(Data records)
Content starts

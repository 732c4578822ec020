use std::fs;
use std::io::Write;
use std::path::Path;

use walkdir::WalkDir;

use crate::error::{AppError, Result};

/// Persists generated documents.
pub trait DocumentWriter {
    /// Creates or overwrites `path` with `content`. The parent directory must
    /// already exist.
    fn write(&mut self, path: &Path, content: &str) -> Result<()>;
}

#[derive(Debug, Clone, Copy, Default)]
pub struct FsWriter;

impl DocumentWriter for FsWriter {
    fn write(&mut self, path: &Path, content: &str) -> Result<()> {
        write_document(path, content)
    }
}

pub fn write_document(path: &Path, content: &str) -> Result<()> {
    let temp_path = path.with_extension(format!("md.tmp-{}", uuid::Uuid::new_v4()));

    let result = write_then_rename(&temp_path, path, content);
    if result.is_err() && temp_path.exists() {
        let _ = fs::remove_file(&temp_path);
    }

    result.map_err(|source| AppError::WriteFailure {
        path: path.to_path_buf(),
        source,
    })
}

fn write_then_rename(temp_path: &Path, path: &Path, content: &str) -> std::io::Result<()> {
    {
        let mut file = fs::File::create(temp_path)?;
        file.write_all(content.as_bytes())?;
        file.sync_all()?;
    }
    fs::rename(temp_path, path)
}

pub fn check_directory(path: &Path) -> Result<()> {
    if path.is_dir() {
        Ok(())
    } else if path.exists() {
        Err(AppError::NotADirectory {
            path: path.to_path_buf(),
        })
    } else {
        Err(AppError::MissingDirectory {
            path: path.to_path_buf(),
        })
    }
}

/// File names directly inside `dir`, sorted.
pub fn list_documents(dir: &Path) -> Result<Vec<String>> {
    let mut names = Vec::new();

    for entry in WalkDir::new(dir).min_depth(1).max_depth(1).follow_links(false) {
        let entry = entry.map_err(|e| AppError::Io(e.into()))?;
        if !entry.file_type().is_file() {
            continue;
        }
        names.push(entry.file_name().to_string_lossy().to_string());
    }

    names.sort();
    Ok(names)
}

Content ends

(TASK PROMPT)
Every entry above should be retyped exactly as it appears.

(YOUR RESPONSE)
repository 732c4578822ec020
use std::fs;
use std::io::Write;
use std::path::Path;

use walkdir::WalkDir;

use crate::error::{AppError, Result};

/// Persists generated documents.
pub trait DocumentWriter {
    /// Creates or overwrites `path` with `content`. The parent directory must
    /// already exist.
    fn write(&mut self, path: &Path, content: &str) -> Result<()>;
}

#[derive(Debug, Clone, Copy, Default)]
pub struct FsWriter;

impl DocumentWriter for FsWriter {
    fn write(&mut self, path: &Path, content: &str) -> Result<()> {
        write_document(path, content)
    }
}

pub fn write_document(path: &Path, content: &str) -> Result<()> {
    let temp_path = path.with_extension(format!("md.tmp-{}", uuid::Uuid::new_v4()));

    let result = write_then_rename(&temp_path, path, content);
    if result.is_err() && temp_path.exists() {
        let _ = fs::remove_file(&temp_path);
    }

    result.map_err(|source| AppError::WriteFailure {
        path: path.to_path_buf(),
        source,
    })
}

fn write_then_rename(temp_path: &Path, path: &Path, content: &str) -> std::io::Result<()> {
    {
        let mut file = fs::File::create(temp_path)?;
        file.write_all(content.as_bytes())?;
        file.sync_all()?;
    }
    fs::rename(temp_path, path)
}

pub fn check_directory(path: &Path) -> Result<()> {
    if path.is_dir() {
        Ok(())
    } else if path.exists() {
        Err(AppError::NotADirectory {
            path: path.to_path_buf(),
        })
    } else {
        Err(AppError::MissingDirectory {
            path: path.to_path_buf(),
        })
    }
}

/// File names directly inside `dir`, sorted.
pub fn list_documents(dir: &Path) -> Result<Vec<String>> {
    let mut names = Vec::new();

    for entry in WalkDir::new(dir).min_depth(1).max_depth(1).follow_links(false) {
        let entry = entry.map_err(|e| AppError::Io(e.into()))?;
        if !entry.file_type().is_file() {
            continue;
        }
        names.push(entry.file_name().to_string_lossy().to_string());
    }

    names.sort();
    Ok(names)
}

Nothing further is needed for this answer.